On 4/28/09, Dendreon (NASDAQ: DNDN) announced that its experimental cancer vaccine Provenge extended the life of patients with advanced prostate cancer by a median of 4.1 months, which is one month longer than the only other treatment option, Taxotere. On 9/24/09, DNDN announced plans to file an amendment to its existing BLA seeking FDA approval in mid-November for Provenge with a possible decision by the Agency likely to occur around mid-2010. The Company will have the manufacturing capacity to generate possible sales of $60-125 million during 2H10 until full capacity is achieved in late 2011.

On 9/24/09, Chelsea Therapeutics (NASDAQ: CHTP) announced top-line results from Study 302, the first of its two Phase 3 trials of Droxidopa for the treatment of symptomatic neurogenic orthostatic hypotension (NOH). While Study 302 demonstrated that Droxidopa showed a strong symptomatic benefit during the open-label dose titration and run-in phase of the trial, a preliminary review of the data indicates it did not demonstrate a statistically significant improvement relative to placebo, as measured by the mean score of Item 1 (dizziness or light-headedness) of the Orthostatic Hypotension Symptom Assessment (OHSA) during the double-blind phase of trial, the study's primary endpoint. Droxidopa was safe and well tolerated, with no significant related adverse events reported.

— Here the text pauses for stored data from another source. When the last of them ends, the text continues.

use std::fmt::{self, Debug, Display};

/// Provides `InterventionError` and maps other errors to
/// convert to an `InterventionError`
#[derive(Debug)]
#[allow(clippy::module_name_repetitions)]
pub enum InterventionError {
    /// Malformed or type-invalid policy parameters. Only raised while
    /// building policies, never while querying them.
    ConfigurationError(String),
    /// A stateful policy refers to a key its collaborator table does not know.
    PolicyError(String),
    /// A parameter record could not be deserialized into its typed form.
    JsonError(serde_json::Error),
}

impl InterventionError {
    /// Both malformed records and records that fail to deserialize are
    /// configuration problems.
    #[must_use]
    pub fn is_configuration_error(&self) -> bool {
        matches!(
            self,
            InterventionError::ConfigurationError(_) | InterventionError::JsonError(_)
        )
    }

    #[must_use]
    pub fn is_policy_error(&self) -> bool {
        matches!(self, InterventionError::PolicyError(_))
    }
}

impl From<serde_json::Error> for InterventionError {
    fn from(error: serde_json::Error) -> Self {
        InterventionError::JsonError(error)
    }
}

impl From<String> for InterventionError {
    fn from(error: String) -> Self {
        InterventionError::ConfigurationError(error)
    }
}

impl From<&str> for InterventionError {
    fn from(error: &str) -> Self {
        InterventionError::ConfigurationError(error.to_string())
    }
}

impl std::error::Error for InterventionError {
    fn source(&self) -> Option<&(dyn std::error::Error + 'static)> {
        match self {
            InterventionError::JsonError(error) => Some(error),
            _ => None,
        }
    }
}

impl Display for InterventionError {
    fn fmt(&self, f: &mut fmt::Formatter) -> fmt::Result {
        match self {
            InterventionError::ConfigurationError(message) => {
                write!(f, "configuration error: {message}")
            }
            InterventionError::PolicyError(message) => write!(f, "policy error: {message}"),
            InterventionError::JsonError(error) => {
                write!(f, "configuration error: invalid policy parameters: {error}")
            }
        }
    }
}
//! Deterministic random streams for the stochastic predicates.
//!
//! Every stochastic policy draws from its own named stream so that adding, say, a shielding
//! policy does not shift the draws a company closure sees. A stream is seeded with the base seed
//! plus a hash of its name and is created the first time it is used.
mod macros;

use std::any::{Any, TypeId};
use std::cell::{RefCell, RefMut};

pub use macros::define_rng;

use crate::rand::{Rng, SeedableRng};
use log::trace;
use rustc_hash::FxHashMap as HashMap;
use xxhash_rust::xxh3::xxh3_64;

pub trait RngId: Copy + Clone + 'static {
    type RngType: SeedableRng + Rng + 'static;
    fn get_name() -> &'static str;
}

/// A base seed and the lazily created streams keyed by their [`RngId`].
///
/// Streams sit behind a `RefCell` so that read-only queries (which only hold `&self`) can still
/// draw. The engine is evaluated on one thread; see [`crate::registry::Policies`].
pub struct RandomStreams {
    base_seed: u64,
    rngs: RefCell<HashMap<TypeId, Box<dyn Any>>>,
}

impl RandomStreams {
    #[must_use]
    pub fn new(base_seed: u64) -> RandomStreams {
        RandomStreams {
            base_seed,
            rngs: RefCell::new(HashMap::default()),
        }
    }

    #[must_use]
    pub fn base_seed(&self) -> u64 {
        self.base_seed
    }

    /// Resets the base seed. Existing streams are dropped so they get re-seeded on next use.
    pub fn init_random(&mut self, base_seed: u64) {
        trace!("initializing random streams (seed={base_seed})");
        self.base_seed = base_seed;
        self.rngs.get_mut().clear();
    }

    fn get_rng<R: RngId>(&self) -> RefMut<'_, R::RngType> {
        let base_seed = self.base_seed;
        RefMut::map(self.rngs.borrow_mut(), |rngs| {
            let rng = rngs.entry(TypeId::of::<R>()).or_insert_with(|| {
                trace!("creating random stream {} (seed={base_seed})", R::get_name());
                let seed_offset = xxh3_64(R::get_name().as_bytes());
                Box::new(R::RngType::seed_from_u64(base_seed.wrapping_add(seed_offset)))
            });
            match rng.downcast_mut::<R::RngType>() {
                Some(rng) => rng,
                None => unreachable!("random stream stored under a foreign type id"),
            }
        })
    }

    /// Applies `sampler` to the stream identified by `R`.
    pub fn sample<R: RngId, T>(&self, _rng_id: R, sampler: impl FnOnce(&mut R::RngType) -> T) -> T {
        let mut rng = self.get_rng::<R>();
        sampler(&mut rng)
    }

    /// A uniform draw from `[0, 1)`.
    pub fn sample_unit<R: RngId>(&self, rng_id: R) -> f64 {
        self.sample(rng_id, |rng| rng.random::<f64>())
    }

    /// True with probability `p`. Probabilities outside `[0, 1]` are clamped.
    pub fn sample_bool<R: RngId>(&self, rng_id: R, p: f64) -> bool {
        let p = if p.is_nan() { 0.0 } else { p.clamp(0.0, 1.0) };
        self.sample(rng_id, |rng| rng.random_bool(p))
    }
}

impl Default for RandomStreams {
    fn default() -> Self {
        RandomStreams::new(0)
    }
}
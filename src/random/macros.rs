/// Defines a unique type used as a key to retrieve an independent random stream from
/// [`RandomStreams`](crate::random::RandomStreams).
#[macro_export]
macro_rules! define_rng {
    ($random_id:ident) => {
        #[derive(Copy, Clone)]
        pub(crate) struct $random_id;

        impl $crate::random::RngId for $random_id {
            type RngType = $crate::rand::rngs::SmallRng;

            fn get_name() -> &'static str {
                stringify!($random_id)
            }
        }
    };
}
pub use define_rng;
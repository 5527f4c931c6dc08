use log4rs::append::console::ConsoleAppender;
use log4rs::config::runtime::ConfigBuilder;
use log4rs::config::{Appender, Logger, Root};
use log4rs::encode::pattern::PatternEncoder;
use log4rs::Config;

use crate::log::{LogConfiguration, ModuleLogConfiguration};

// ISO 8601 wall-clock timestamp, color coded level, module path
const DEFAULT_LOG_PATTERN: &str = "{d(%Y-%m-%dT%H:%M:%SZ)} {h({l})} {t} - {m}{n}";

impl From<&ModuleLogConfiguration> for Logger {
    fn from(module_config: &ModuleLogConfiguration) -> Self {
        Logger::builder().build(module_config.module.clone(), module_config.level)
    }
}

impl LogConfiguration {
    /// Installs (or reconfigures) the global `log4rs` logger to match this configuration.
    pub(in crate::log) fn set_config(&mut self) {
        let encoder = Box::new(PatternEncoder::new(DEFAULT_LOG_PATTERN));
        let stdout = ConsoleAppender::builder().encoder(encoder).build();
        let mut config: ConfigBuilder =
            Config::builder().appender(Appender::builder().build("stdout", Box::new(stdout)));

        for module_config in self.module_configurations.values() {
            config = config.logger(module_config.into());
        }

        let root = Root::builder()
            .appender("stdout")
            .build(self.global_log_level);
        let new_config = match config.build(root) {
            Ok(config) => config,
            Err(e) => {
                eprintln!("failed to build log config: {e}");
                return;
            }
        };

        match self.root_handle {
            Some(ref mut handle) => handle.set_config(new_config),
            None => match log4rs::init_config(new_config) {
                Ok(handle) => self.root_handle = Some(handle),
                Err(e) => eprintln!("failed to install logger: {e}"),
            },
        }
    }
}
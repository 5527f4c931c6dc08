//! Calendar windows during which a policy is in force.

use chrono::{NaiveDate, NaiveDateTime};
use serde_json::Value;

use crate::error::InterventionError;

const DATE_FORMAT: &str = "%Y-%m-%d";
const DATETIME_FORMATS: [&str; 2] = ["%Y-%m-%dT%H:%M:%S", "%Y-%m-%d %H:%M:%S"];

/// Whether `end` belongs to the window.
#[derive(Copy, Clone, Debug, PartialEq, Eq)]
pub enum WindowEnd {
    /// `[start, end)`, the default for every policy.
    Exclusive,
    /// `[start, end]`
    Inclusive,
}

/// The dates between which a policy applies.
///
/// An inverted window (`start >= end` for an exclusive end) is accepted but never activates.
#[derive(Copy, Clone, Debug, PartialEq, Eq)]
pub struct PolicyWindow {
    start: NaiveDate,
    end: NaiveDate,
    end_kind: WindowEnd,
}

impl PolicyWindow {
    #[must_use]
    pub fn new(start: NaiveDate, end: NaiveDate) -> PolicyWindow {
        PolicyWindow {
            start,
            end,
            end_kind: WindowEnd::Exclusive,
        }
    }

    #[must_use]
    pub fn with_end(self, end_kind: WindowEnd) -> PolicyWindow {
        PolicyWindow { end_kind, ..self }
    }

    /// The window used when a record leaves its dates out: 1900-01-01 to 2100-01-01.
    #[must_use]
    pub fn unbounded() -> PolicyWindow {
        PolicyWindow::new(default_start(), default_end())
    }

    /// Reads a window from record values, see [`read_date`].
    pub fn from_values(start: &Value, end: &Value) -> Result<PolicyWindow, InterventionError> {
        Ok(PolicyWindow::new(read_date(start)?, read_date(end)?))
    }

    #[must_use]
    pub fn start(&self) -> NaiveDate {
        self.start
    }

    #[must_use]
    pub fn end(&self) -> NaiveDate {
        self.end
    }

    #[must_use]
    pub fn end_kind(&self) -> WindowEnd {
        self.end_kind
    }

    #[must_use]
    pub fn is_active(&self, date: NaiveDate) -> bool {
        match self.end_kind {
            WindowEnd::Exclusive => self.start <= date && date < self.end,
            WindowEnd::Inclusive => self.start <= date && date <= self.end,
        }
    }

    /// The dates on which a stateful policy's mutation is applied: always `[start, end)`, so
    /// the collaborator is back to its original state on `end` whatever `end_kind` says.
    #[must_use]
    pub fn is_mutating(&self, date: NaiveDate) -> bool {
        self.start <= date && date < self.end
    }

    /// False if no date can ever be active.
    #[must_use]
    pub fn is_empty(&self) -> bool {
        match self.end_kind {
            WindowEnd::Exclusive => self.start >= self.end,
            WindowEnd::Inclusive => self.start > self.end,
        }
    }
}

pub(crate) fn default_start() -> NaiveDate {
    NaiveDate::from_ymd_opt(1900, 1, 1).unwrap_or(NaiveDate::MIN)
}

pub(crate) fn default_end() -> NaiveDate {
    NaiveDate::from_ymd_opt(2100, 1, 1).unwrap_or(NaiveDate::MAX)
}

/// Reads a calendar date from a record value.
///
/// Accepts `"YYYY-MM-DD"` or an ISO timestamp, which is truncated to its day. Any other JSON
/// type is a [`InterventionError::ConfigurationError`].
pub fn read_date(value: &Value) -> Result<NaiveDate, InterventionError> {
    let Value::String(text) = value else {
        return Err(InterventionError::ConfigurationError(format!(
            "date must be a string or a date, got `{value}`"
        )));
    };
    if let Ok(date) = NaiveDate::parse_from_str(text, DATE_FORMAT) {
        return Ok(date);
    }
    DATETIME_FORMATS
        .iter()
        .find_map(|format| NaiveDateTime::parse_from_str(text, format).ok())
        .map(|datetime| datetime.date())
        .ok_or_else(|| {
            InterventionError::ConfigurationError(format!("`{text}` is not a YYYY-MM-DD date"))
        })
}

Another Phase 3 trial, Study 301, was previously reviewed by the U.S. Food and Drug Administration (FDA) and awarded a Special Protocol Assessment (SPA) in February 2008. In addition to the SPA, the FDA has awarded Chelsea Fast Track designation for its pivotal program in NOH.

On 9/24/09, Cephalon (NASDAQ: CEPH) announced that the FDA granted a priority (six-month) review for its supplemental New Drug Application (sNDA) for NUVIGIL (armodafinil) Tablets (C-IV), which was filed in June of this year.